Cheque bounce case (Dishonor of cheque):
After the amendment for negotiable instruments act,1881 the section related to cheque bounce case was added. Section 138 of the Negotiable Instrument act deal with the cheque bounce case or dishonored of cheque case in India.
- The Negotiable Instruments Act 1881 was passed in 1882 and was amended in 1989,2002 and 2015, Before 1988 there was no provision to restrain the person issuing the cheque without having sufficient funds in his account. The only remedy against a Dishonored cheque a civil liability accrue.
- The word negotiable means ‘transferable by delivery’ and the word instrument means ‘a written document by which a right so created in favor of some person’. The transfer should be unrestricted and in good faith.
- Therefore, a negotiable instrument is a document guaranteeing the payment of a specific amount of money, either on demand, or at a set time, with the payer named on the document. It is an indebtedness to pay an amount and the negotiable instrument is an unconditional guarantee for the same.
- Some Examples of Negotiable instruments are Promissory notes, Cheques bounce , Bills of Exchange, bearer bonds, bank notes etc.
- The Indian law on Negotiable instruments govern by the Negotiable Instruments Act of 1881.
Section 138: Dishonor of cheque (Cheque bounce case) for insufficiency, etc., of funds in the accounts.

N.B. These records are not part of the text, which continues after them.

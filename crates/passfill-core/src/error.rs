//! Errors raised while adapting host input into the core model.
//!
//! Classification and traversal themselves never fail.

use thiserror::Error;

#[derive(Debug, Error)]
pub enum CoreError {
    #[error("Invalid field type: {0}")]
    InvalidFieldType(String),

    #[error("Invalid node tree: {0}")]
    InvalidTree(#[from] serde_json::Error),
}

- A person must have drawn a cheque on an account maintained by him in a bank for payment of a certain amount of money to another person from out of that account
- The cheque should have issue for the discharge, in whole or in part, of any debt or other liability;
- That cheque has present to bank within a period of three months from the date on which it draw or within the period of its validity whichever stated earlier;
- That cheque returned by the bank unpaid, either because of the amount of money standing to the credit of the account is insufficient to honour the cheque or that it exceeds the amount arranged to be paid from that account by an agreement made with the bank;
- The payee or the holder in due course of the cheque makes a demand for the payment of the said amount of money by giving a notice in writing, to the drawer of the cheque, within 30 days of the receipt of information by him from the bank regarding the return of the cheque as unpaid;
- The drawer of such cheque fails to make payment of the said amount of money. Then drawer need to pay payee or the holder in due course of the cheque within 15 days of the receipt of the said notice;
Landmark judgement on cheque bounce case:
In this case, the Supreme Court has changed the basic criteria under Section 138 of Negotiable Instruments Act which need to prosecute a person who had presented the cheque which had return due to insufficiency of funds or if the amount exceeds the amount in the bank of the payer.
Earlier, a case under Section 138 could initiate by holder of the cheque at his place of business or residence. But, a bench of justices TS Thakur, Vikramjit Sen and C Nagappan ruled that the case has to initiate at the place where the branch of the bank on which the cheque drawn locate.
And the judgment would apply retrospectively. This means, lakhs of cases pending in various courts across the country. And it would witness a interstate transfer of cheque bouncing cases.
The bench said: “In this analysis, we hold that the place, situs or venue of judicial inquiry and trial of the offence must logically restrict to where the drawee bank so located.”
Mr. X who resides in Mumbai owes Rs. 1 Lakh to Mr. B who resides in delhi, Mr. X issues a cheque in chennai in favour of Mr. B. The cheque bounces in kolkata (place of bank where the cheque so given by Mr. B) for insufficiency of funds.
According to the earlier law Mr. X could have chosen any of the four places. But by the recent judgment the only place for institution of case would Ludhiana, i.e. where the cheque has dishonored at the payee bank which locate in Kolkata in this example.